Initially, the Price Fire Department began to fight the fire. At that point it was about 700 feet from a well pad where the fire fighters set up. But then the fire started to make a big run toward the pad and authorities contacted the BLM and they responded as well.

"The fire was on BLM land and when the Price Fire Department contacted us we responded and asked Price to help us help with the helicopter operations at the airport," said Hal Stevens who directs local fire fighting efforts for the BLM in Price.

Stevens pointed out that federal law now prohibits local fire volunteers to fight fires on federal lands unless they have been certified, which means they have what is called a "red card."

Crews from the BLM staged from the airport began their assault on the fire by 5:30 p.m. and two helicopters flown in began to draw water from a set up tank about 7 p.m. The two aircrafts then made repeated assaults on the fire, which had by then moved almost right into the Bookcliffs, until dark.

The task for ground crews was made somewhat easier in the fact that a gas field road led up to almost the exact spot where the fire was burning. BLM fire fighters were able to park their vehicles at a well pad just a short distance away from where the brush, grass and juniper trees were being consumed.

Price fire crews stuck around at the airport until nearly dark where they continued to fill the water tank each time the aircraft returned for more water.

The helicopters worked right up until sundown when they shut down for safety reasons.

With the water dropping discontinued and evening canyon winds blowing the blaze, it began to flare up a little. But, the BLM fire fighters were able to keep it under control.

By Wednesday morning the fire was down to a controlled level with two engines and eight fire fighters still on the scene.

"The fire amounted to a 25-30 acre blaze altogether," said O'Hanlon. "Personnel will be doing a global positioning on the fire this morning to determine the exact size and to note it's location."

O'Hanlon said that the aircraft that were being used on the fire were of type one and type two designation. The ground crew on Tuesday evening consisted of 20 fire fighters.

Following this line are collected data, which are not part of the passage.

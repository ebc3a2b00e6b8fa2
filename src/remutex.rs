use crate::exit_guard::ExitGuard;

use mcslock::raw::spins;
use portable_atomic::{AtomicUsize, Ordering::Relaxed};

/// [`ReentrantLock`] is a mutual-exclusion primitive that the thread already
/// holding it may re-acquire without deadlocking itself.
///
/// Re-entry is tracked through an owner token and a depth counter; the inner
/// MCS mutex is only acquired on the thread's 0 -> 1 depth transition, so a
/// callback running while the lock is held may lock it again on the same
/// thread.
pub(crate) struct ReentrantLock {
    /// Token of the thread currently inside [`Self::with`]; `0` when free.
    owner: AtomicUsize,
    /// Re-entry depth of the owning thread.
    depth: AtomicUsize,
    /// Serializes first entries across threads.
    mutex: spins::Mutex<()>,
}

impl ReentrantLock {
    /// Creates a new, unlocked [`ReentrantLock`].
    pub(crate) const fn new() -> Self {
        Self {
            owner: AtomicUsize::new(0),
            depth: AtomicUsize::new(0),
            mutex: spins::Mutex::new(()),
        }
    }

    /// Runs `f` with the lock held, re-acquiring it if the current thread
    /// already holds it.
    ///
    /// The lock is released when `f` returns, or when it unwinds.
    #[inline]
    pub(crate) fn with<R, F: FnOnce() -> R>(&self, f: F) -> R {
        // `owner` is only ever compared against the caller's own token, and a
        // thread can only observe its own token between installing and
        // clearing it, so relaxed loads suffice.
        let token = thread_token();
        if self.owner.load(Relaxed) == token {
            debug_assert!(self.depth.load(Relaxed) > 0);
            self.depth.fetch_add(1, Relaxed);
            let _balance = ExitGuard::new(self, |lock| {
                lock.depth.fetch_sub(1, Relaxed);
            });
            return f();
        }

        let mut node = spins::MutexNode::new();
        let _serialized = self.mutex.lock(&mut node);
        self.owner.store(token, Relaxed);
        self.depth.store(1, Relaxed);

        // Declared after `_serialized`: ownership must be relinquished while
        // the mutex is still held.
        let _balance = ExitGuard::new(self, |lock| {
            lock.depth.store(0, Relaxed);
            lock.owner.store(0, Relaxed);
        });
        f()
    }
}

/// Returns a non-zero token identifying the current thread.
///
/// The address of a thread-local is unique among live threads; a token may be
/// reused after its thread exits, which is harmless as the lock cannot outlive
/// a [`ReentrantLock::with`] scope.
fn thread_token() -> usize {
    thread_local! {
        static TOKEN: u8 = const { 0 };
    }
    TOKEN.with(|token| token as *const u8 as usize)
}
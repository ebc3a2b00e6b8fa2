//! # gc-gate
//! a reentrant, thread-safe gate for suspending a generational garbage
//! collector without starving it.
//!
//! [`GcGate`] wraps the enable/disable switch of a host runtime's collector
//! (abstracted as the [`Reclaimer`] capability) behind a process-wide
//! reference count: the collector stays off for the union of all outstanding
//! suspensions across all threads, and is turned back on exactly when the
//! last one is released. Suspensions may nest, overlap across threads, and be
//! acquired from finalizer code the collector runs synchronously, without
//! deadlocking.
//!
//! Suspending collection indefinitely would let the youngest allocation tier
//! grow without bound and, indirectly, starve the older tiers. Each entry
//! therefore applies a bounded anti-starvation heuristic against the
//! thresholds captured at construction: collect the youngest tier once it has
//! outgrown its threshold, and pay for one full collection pass in the rare
//! case the next tier has outgrown its own threshold too.
//!
//! A process constructs one gate per reclaimer, before first use, and shares
//! it (for instance through an `Arc` or a `static`); the gate is never torn
//! down.
//!
//! # Examples
//!
//! ```
//! use gc_gate::{GcGate, Reclaimer, GENERATIONS};
//!
//! use std::sync::atomic::{AtomicBool, Ordering::Relaxed};
//!
//! /// Switch of a runtime whose collection is driven from elsewhere.
//! struct Switch {
//!     enabled: AtomicBool,
//! }
//!
//! impl Reclaimer for Switch {
//!     fn disable(&self) {
//!         self.enabled.store(false, Relaxed);
//!     }
//!     fn enable(&self) {
//!         self.enabled.store(true, Relaxed);
//!     }
//!     fn is_enabled(&self) -> bool {
//!         self.enabled.load(Relaxed)
//!     }
//!     fn counts(&self) -> [usize; GENERATIONS] {
//!         [0; GENERATIONS]
//!     }
//!     fn collect(&self, _generation: usize) {}
//!     fn thresholds(&self) -> [usize; GENERATIONS] {
//!         [700, 10, 10]
//!     }
//! }
//!
//! let gate = GcGate::new(Switch {
//!     enabled: AtomicBool::new(true),
//! });
//!
//! {
//!     let _suspension = gate.suspend();
//!     assert!(!gate.runtime().is_enabled());
//!
//!     // Nested acquisition keeps the runtime suspended.
//!     gate.with_suspended(|| assert!(!gate.runtime().is_enabled()));
//!     assert!(!gate.runtime().is_enabled());
//! }
//!
//! assert!(gate.runtime().is_enabled());
//! ```

mod exit_guard;

mod gate;
pub use gate::GcGate;
pub use gate::Suspension;

mod reclaimer;
pub use reclaimer::Reclaimer;
pub use reclaimer::GENERATIONS;

mod remutex;
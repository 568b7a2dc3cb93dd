use std::fmt;
use std::path::PathBuf;

use crate::{
    glyph::Glyph,
    grid::CELL_SIZE,
    names::{BuildContext, ResolvedNames},
    Svg2SfdError,
};

pub const SFD_VERSION: &str = "3.0";
pub const ENCODING: &str = "ISO8859-1";
/// Number of encoding slots declared in `BeginChars`
pub const ENCODING_SLOTS: u32 = 256;

/// A `Key: value` line of an SFD file. Lines with an empty value are
/// written as the bare key.
#[derive(Debug, Clone, PartialEq, Eq)]
pub struct Record {
    pub key: String,
    pub value: String,
}

impl Record {
    pub fn new(key: impl Into<String>, value: impl ToString) -> Self {
        Record {
            key: key.into(),
            value: value.to_string(),
        }
    }

    pub fn bare(key: impl Into<String>) -> Self {
        Record::new(key, "")
    }

    pub fn blank() -> Self {
        Record::bare("")
    }
}

impl fmt::Display for Record {
    fn fmt(&self, f: &mut fmt::Formatter<'_>) -> fmt::Result {
        if self.value.is_empty() {
            write!(f, "{}", self.key)
        } else {
            write!(f, "{}: {}", self.key, self.value)
        }
    }
}

/// A complete font ready to be written: font-level header records, the
/// glyphs, and the closing records.
#[derive(Debug, Clone, PartialEq)]
pub struct FontDocument {
    pub header: Vec<Record>,
    pub glyphs: Vec<Glyph>,
    pub footer: Vec<Record>,
}

impl FontDocument {
    pub fn new(names: &ResolvedNames, context: &BuildContext, glyphs: Vec<Glyph>) -> Self {
        let timestamp = context.now.timestamp();
        let header = vec![
            Record::new("SplineFontDB", SFD_VERSION),
            Record::new("FontName", &names.name),
            Record::new("FullName", &names.name),
            Record::new("FamilyName", &names.family),
            Record::new("Copyright", &names.copyright),
            Record::new("Weight", &names.weight),
            Record::new("TTFWeight", names.weight_class),
            Record::new("Version", &names.version),
            Record::new("Ascent", CELL_SIZE * 4 / 5),
            Record::new("Descent", CELL_SIZE / 5),
            Record::new("CreationTime", timestamp),
            Record::new("ModificationTime", timestamp),
            Record::new("Encoding", ENCODING),
            Record::new("LayerCount", 2),
            Record::new("Layer", "0 0 \"Back\" 1"),
            Record::new("Layer", "1 0 \"Fore\" 0"),
            Record::new("AntiAlias", 1),
            Record::new("BeginChars", format!("{} {}", ENCODING_SLOTS, glyphs.len())),
            Record::blank(),
        ];
        let footer = vec![Record::bare("EndChars"), Record::bare("EndSplineFont")];
        FontDocument {
            header,
            glyphs,
            footer,
        }
    }

    /// The `StartChar` to `EndChar` block of one glyph.
    pub fn glyph_records(glyph: &Glyph) -> Vec<Record> {
        let identity = &glyph.identity;
        let mut records = vec![
            Record::new("StartChar", &identity.name),
            Record::new(
                "Encoding",
                format!("{} {} {}", identity.index, identity.codepoint, identity.gid),
            ),
            Record::new("Width", CELL_SIZE),
            Record::new("VWidth", 0),
            Record::new("Flags", "H"),
            Record::new("LayerCount", 2),
            Record::bare("Fore"),
            Record::bare("SplineSet"),
        ];
        records.extend(glyph.spline_lines().map(Record::bare));
        records.push(Record::bare("EndSplineSet"));
        records.push(Record::bare("EndChar"));
        records
    }

    /// Every record of the font in file order, with a blank record between
    /// consecutive glyphs.
    pub fn records(&self) -> Vec<Record> {
        let mut records = self.header.clone();
        for (ix, glyph) in self.glyphs.iter().enumerate() {
            if ix > 0 {
                records.push(Record::blank());
            }
            records.extend(Self::glyph_records(glyph));
        }
        records.extend(self.footer.iter().cloned());
        records
    }

    /// The font as SFD text.
    pub fn to_sfd(&self) -> String {
        crate::convertors::fontforge::as_sfd(self)
    }

    pub fn save<T: Into<PathBuf>>(&self, path: T) -> Result<(), Svg2SfdError> {
        crate::convertors::fontforge::save(self, &path.into())
    }
}

#[cfg(test)]
mod tests {
    #![allow(clippy::unwrap_used)]
    use super::*;
    use crate::{
        common::Element,
        glyph::{Glyph, GlyphCounters},
        grid::Grid,
        names::FontOptions,
    };
    use chrono::{TimeZone, Utc};
    use pretty_assertions::assert_eq;

    fn context() -> BuildContext {
        BuildContext::new(Utc.timestamp_opt(1_700_000_000, 0).unwrap(), "Test User")
    }

    fn glyph(id: &str, d: &str) -> Glyph {
        let group = Element::new("g").with_child(Element::new("path").with_attribute("d", d));
        let identity = GlyphCounters::default().identify(0, Some(id)).unwrap();
        Glyph::from_group(identity, &group, &Grid::for_document(1000, 1000)).unwrap()
    }

    #[test]
    fn test_record_display() {
        assert_eq!(Record::new("Width", 1000).to_string(), "Width: 1000");
        assert_eq!(Record::bare("Fore").to_string(), "Fore");
        assert_eq!(Record::blank().to_string(), "");
    }

    #[test]
    fn test_header() {
        let options = FontOptions {
            name: Some("Sprite".to_string()),
            weight: Some("700".to_string()),
            ..Default::default()
        };
        let names = options.resolve(&context()).unwrap();
        let doc = FontDocument::new(&names, &context(), vec![]);
        let header: Vec<String> = doc.header.iter().map(|r| r.to_string()).collect();
        assert_eq!(
            header,
            vec![
                "SplineFontDB: 3.0",
                "FontName: Sprite",
                "FullName: Sprite",
                "FamilyName: Family",
                "Copyright: Copyright (c) 2023 Test User",
                "Weight: Bold",
                "TTFWeight: 700",
                "Version: 1.0.1",
                "Ascent: 800",
                "Descent: 200",
                "CreationTime: 1700000000",
                "ModificationTime: 1700000000",
                "Encoding: ISO8859-1",
                "LayerCount: 2",
                "Layer: 0 0 \"Back\" 1",
                "Layer: 1 0 \"Fore\" 0",
                "AntiAlias: 1",
                "BeginChars: 256 0",
                "",
            ]
        );
    }

    #[test]
    fn test_glyphs_are_separated_by_blank_records() {
        let names = FontOptions::default().resolve(&context()).unwrap();
        let doc = FontDocument::new(
            &names,
            &context(),
            vec![glyph("a", "M0 0 L1 1"), glyph("b", "M0 0 L1 1")],
        );
        let records = doc.records();
        let tail: Vec<String> = records[doc.header.len()..]
            .iter()
            .map(|r| r.to_string())
            .collect();
        assert_eq!(
            tail,
            vec![
                "StartChar: a",
                "Encoding: 97 97 0",
                "Width: 1000",
                "VWidth: 0",
                "Flags: H",
                "LayerCount: 2",
                "Fore",
                "SplineSet",
                "0 800 m 1",
                " 1 799 l 1",
                " 0 800 l 1",
                "EndSplineSet",
                "EndChar",
                "",
                "StartChar: b",
                "Encoding: 98 98 0",
                "Width: 1000",
                "VWidth: 0",
                "Flags: H",
                "LayerCount: 2",
                "Fore",
                "SplineSet",
                "0 800 m 1",
                " 1 799 l 1",
                " 0 800 l 1",
                "EndSplineSet",
                "EndChar",
                "EndChars",
                "EndSplineFont",
            ]
        );
    }
}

Later in the morning Stevens said the fire size had been measured and it amounted to about 24 acres, and was now under control but would not be totally contained until about 6 p.m. Wednesday evening.

"There is a another 20 man crew from Richfield coming in to help us today," he said. "We are now in good shape."

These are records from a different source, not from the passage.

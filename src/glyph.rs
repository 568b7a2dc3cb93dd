use std::sync::LazyLock;

use regex::Regex;
use smol_str::SmolStr;

use crate::{
    common::Element,
    grid::{Contour, Grid},
    shape::Shape,
    Svg2SfdError,
};

static CODEPOINT_ID: LazyLock<Regex> = LazyLock::new(|| {
    #[allow(clippy::unwrap_used)] // Safe because the regex is valid
    Regex::new(r"(U\+|0x)([a-zA-Z0-9]+)").unwrap()
});

/// Encoding slots below this are reserved for single-character glyphs;
/// glyphs named by codepoint are numbered after it.
pub const CODEPOINT_SLOT_BASE: u32 = 256;

/// How a glyph is named and where it sits in the font's encoding.
#[derive(Debug, Clone, PartialEq, Eq)]
pub struct GlyphIdentity {
    /// The `StartChar` name
    pub name: SmolStr,
    /// Slot in the font encoding
    pub index: u32,
    pub codepoint: u32,
    /// Position of the glyph in document order
    pub gid: usize,
}

/// Running counts carried from one glyph to the next while naming glyphs.
#[derive(Debug, Clone, Default)]
pub struct GlyphCounters {
    codepoint_glyphs: u32,
    auto_glyphs: u32,
}

impl GlyphCounters {
    /// Work out the identity of the glyph at `gid` from its group's id.
    pub fn identify(&mut self, gid: usize, id: Option<&str>) -> Result<GlyphIdentity, Svg2SfdError> {
        let id = id.filter(|id| !id.is_empty());
        if let Some(id) = id {
            if let Some(captures) = CODEPOINT_ID.captures(id) {
                let digits = captures.get(2).map(|m| m.as_str()).unwrap_or_default();
                let codepoint =
                    u32::from_str_radix(digits, 16).map_err(|_| Svg2SfdError::BadCodepoint {
                        id: id.to_string(),
                    })?;
                self.codepoint_glyphs += 1;
                return Ok(GlyphIdentity {
                    name: id.into(),
                    index: CODEPOINT_SLOT_BASE + self.codepoint_glyphs,
                    codepoint,
                    gid,
                });
            }
        }
        let character = match id.and_then(|id| id.chars().next()) {
            Some(c) => c,
            None => self.next_auto_character()?,
        };
        Ok(GlyphIdentity {
            name: character.to_string().into(),
            index: character as u32,
            codepoint: character as u32,
            gid,
        })
    }

    // The first unnamed glyph is 'A'; after that the count is added to 'A'
    // after incrementing, so the second is 'C'. Changing this would change
    // the encoding of existing fonts.
    fn next_auto_character(&mut self) -> Result<char, Svg2SfdError> {
        self.auto_glyphs += 1;
        let offset = if self.auto_glyphs == 1 {
            0
        } else {
            self.auto_glyphs
        };
        char::from_u32('A' as u32 + offset).ok_or(Svg2SfdError::AutoNameExhausted {
            count: self.auto_glyphs,
        })
    }
}

/// Name every group in document order.
///
/// This runs over all groups before any outline work so the counters see
/// the glyphs in order however the outlines are processed afterwards.
pub fn assign_identities(groups: &[&Element]) -> Result<Vec<GlyphIdentity>, Svg2SfdError> {
    let mut counters = GlyphCounters::default();
    groups
        .iter()
        .enumerate()
        .map(|(gid, group)| counters.identify(gid, group.attribute("id")))
        .collect()
}

/// A named glyph with its normalized contours.
#[derive(Debug, Clone, PartialEq)]
pub struct Glyph {
    pub identity: GlyphIdentity,
    pub contours: Vec<Contour>,
}

impl Glyph {
    /// Convert every shape child of `group`, in order, into contours.
    pub fn from_group(
        identity: GlyphIdentity,
        group: &Element,
        grid: &Grid,
    ) -> Result<Glyph, Svg2SfdError> {
        let mut contours = vec![];
        for child in &group.children {
            let Some(shape) = Shape::from_element(child)? else {
                log::warn!(
                    "Skipping unsupported <{}> element in glyph {}",
                    child.tag,
                    identity.name
                );
                continue;
            };
            for raw in shape.contours()? {
                contours.push(grid.normalize(&raw)?);
            }
        }
        log::debug!(
            "Glyph {} (encoding {} {} {}) has {} contours",
            identity.name,
            identity.index,
            identity.codepoint,
            identity.gid,
            contours.len()
        );
        Ok(Glyph { identity, contours })
    }

    /// All spline-set lines of the glyph, contour by contour.
    pub fn spline_lines(&self) -> impl Iterator<Item = String> + '_ {
        self.contours.iter().flat_map(|c| c.lines())
    }
}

The crew dealing with the fire also included some helitack and repellers from Idaho.

O'Hanlon also pointed out that a fire that started on July 10 in the Desolation Canyon area, and has been monitored since then, is also being fought by the helicopters at the airport.

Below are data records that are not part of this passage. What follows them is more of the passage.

//! Parsing of SVG path data (`d` attributes) into [`PathCommand`]s.
//!
//! Only the move, line, horizontal, vertical, curve and smooth curve
//! commands are understood. Letters are case-insensitive and operands are
//! taken as written. Any other letter degrades to a line.
use std::sync::LazyLock;

use kurbo::Point;
use regex::Regex;

use crate::{
    common::{parse_number, CommandKind, PathCommand},
    Svg2SfdError,
};

static COMMAND_LETTER: LazyLock<Regex> = LazyLock::new(|| {
    #[allow(clippy::unwrap_used)] // Safe because the regex is valid
    Regex::new(r"([a-zA-Z])").unwrap()
});
static NEGATIVE_AFTER_DIGIT: LazyLock<Regex> = LazyLock::new(|| {
    #[allow(clippy::unwrap_used)] // Safe because the regex is valid
    Regex::new(r"([0-9])-").unwrap()
});
static SEPARATOR: LazyLock<Regex> = LazyLock::new(|| {
    // Close markers are separators too: contours are split before parsing.
    #[allow(clippy::unwrap_used)] // Safe because the regex is valid
    Regex::new(r"[\s,zZ]+").unwrap()
});
static CONTOUR_END: LazyLock<Regex> = LazyLock::new(|| {
    #[allow(clippy::unwrap_used)] // Safe because the regex is valid
    Regex::new(r"[zZ]").unwrap()
});

/// A path command letter as written in the source, before `h`, `v` and `s`
/// are resolved into the segment kinds of [`CommandKind`].
#[derive(Debug, Clone, Copy, PartialEq, Eq)]
enum Letter {
    Move,
    Line,
    Horizontal,
    Vertical,
    Curve,
    SmoothCurve,
}

impl Letter {
    fn from_char(c: char) -> Option<Self> {
        match c.to_ascii_lowercase() {
            'm' => Some(Letter::Move),
            'l' => Some(Letter::Line),
            'h' => Some(Letter::Horizontal),
            'v' => Some(Letter::Vertical),
            'c' => Some(Letter::Curve),
            's' => Some(Letter::SmoothCurve),
            _ => None,
        }
    }

    fn arity(&self) -> usize {
        match self {
            Letter::Move | Letter::Line => 2,
            Letter::Horizontal | Letter::Vertical => 1,
            Letter::Curve => 6,
            Letter::SmoothCurve => 4,
        }
    }

    fn as_char(&self) -> char {
        match self {
            Letter::Move => 'm',
            Letter::Line => 'l',
            Letter::Horizontal => 'h',
            Letter::Vertical => 'v',
            Letter::Curve => 'c',
            Letter::SmoothCurve => 's',
        }
    }
}

/// Split path data into flat tokens: single command letters and numbers.
fn tokenize(d: &str) -> Vec<String> {
    let spaced = COMMAND_LETTER.replace_all(d, " ${1} ");
    let spaced = NEGATIVE_AFTER_DIGIT.replace_all(&spaced, "${1} -");
    SEPARATOR
        .split(&spaced)
        .filter(|t| !t.is_empty())
        .map(|t| t.to_string())
        .collect()
}

fn as_letter_token(token: &str) -> Option<char> {
    let mut chars = token.chars();
    match (chars.next(), chars.next()) {
        (Some(c), None) if c.is_ascii_alphabetic() => Some(c),
        _ => None,
    }
}

/// Parser state threaded through the token stream: the letter that bare
/// operand runs repeat, and the commands emitted so far.
struct PathParser {
    letter: Letter,
    commands: Vec<PathCommand>,
}

impl PathParser {
    fn new() -> Self {
        PathParser {
            letter: Letter::Line,
            commands: vec![],
        }
    }

    /// Consume one command (and its letter, if present) from the front of
    /// `tokens`, returning the unconsumed remainder.
    fn step<'a>(&mut self, tokens: &'a [String]) -> Result<&'a [String], Svg2SfdError> {
        let operands = match tokens.first().and_then(|t| as_letter_token(t)) {
            Some(c) => {
                self.letter = Letter::from_char(c).unwrap_or_else(|| {
                    log::debug!("Unsupported path command '{}', treating as a line", c);
                    Letter::Line
                });
                &tokens[1..]
            }
            None => tokens,
        };
        if operands.is_empty() {
            // A trailing letter with nothing after it
            return Ok(operands);
        }
        let arity = self.letter.arity();
        if operands.len() < arity {
            return Err(Svg2SfdError::MissingOperands {
                command: self.letter.as_char(),
                expected: arity,
                found: operands.len(),
            });
        }
        let (taken, rest) = operands.split_at(arity);
        let values = taken
            .iter()
            .map(|t| parse_number(t))
            .collect::<Result<Vec<f64>, _>>()?;
        let command = self.resolve(values)?;
        self.commands.push(command);
        Ok(rest)
    }

    fn current_point(&self) -> Result<Point, Svg2SfdError> {
        self.commands
            .last()
            .map(|c| c.end_point())
            .ok_or(Svg2SfdError::NoCurrentPoint {
                command: self.letter.as_char(),
            })
    }

    /// Turn the operands of the current letter into a move, line or curve.
    fn resolve(&self, values: Vec<f64>) -> Result<PathCommand, Svg2SfdError> {
        match self.letter {
            Letter::Move => PathCommand::new(CommandKind::Move, values),
            Letter::Line => PathCommand::new(CommandKind::Line, values),
            Letter::Curve => PathCommand::new(CommandKind::Curve, values),
            Letter::Horizontal => {
                let current = self.current_point()?;
                Ok(PathCommand::line_to(Point::new(values[0], current.y)))
            }
            Letter::Vertical => {
                let current = self.current_point()?;
                Ok(PathCommand::line_to(Point::new(current.x, values[0])))
            }
            Letter::SmoothCurve => {
                let current = self.current_point()?;
                let first_control = self
                    .commands
                    .last()
                    .and_then(|c| c.last_control())
                    .map(|c| current + (current - c))
                    .unwrap_or(current);
                Ok(PathCommand::curve_to(
                    first_control,
                    Point::new(values[0], values[1]),
                    Point::new(values[2], values[3]),
                ))
            }
        }
    }
}

/// Parse one contour's worth of path data into absolute segment commands.
pub fn parse_path(d: &str) -> Result<Vec<PathCommand>, Svg2SfdError> {
    let tokens = tokenize(d);
    let mut parser = PathParser::new();
    let mut rest = tokens.as_slice();
    while !rest.is_empty() {
        rest = parser.step(rest)?;
    }
    Ok(parser.commands)
}

/// Split path data on its close markers and parse each non-empty piece as
/// its own contour.
pub fn parse_contours(d: &str) -> Result<Vec<Vec<PathCommand>>, Svg2SfdError> {
    CONTOUR_END
        .split(d)
        .map(str::trim)
        .filter(|piece| !piece.is_empty())
        .map(parse_path)
        .collect()
}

"It's called the Trail Canyon fire," explained O'Hanlon. "And it's in a wilderness study area where we have no access. The aircraft began to fight it yesterday morning so they were in place to help out on the Price Fire, which the blaze north of the airport has been designated."

As mechanics did service on the helicopters on Wednesday morning, officials were trying to decide if more water needed to be dumped on the Price fire hot spots or if the entire effort would resume once again on the Trail Canyon fire.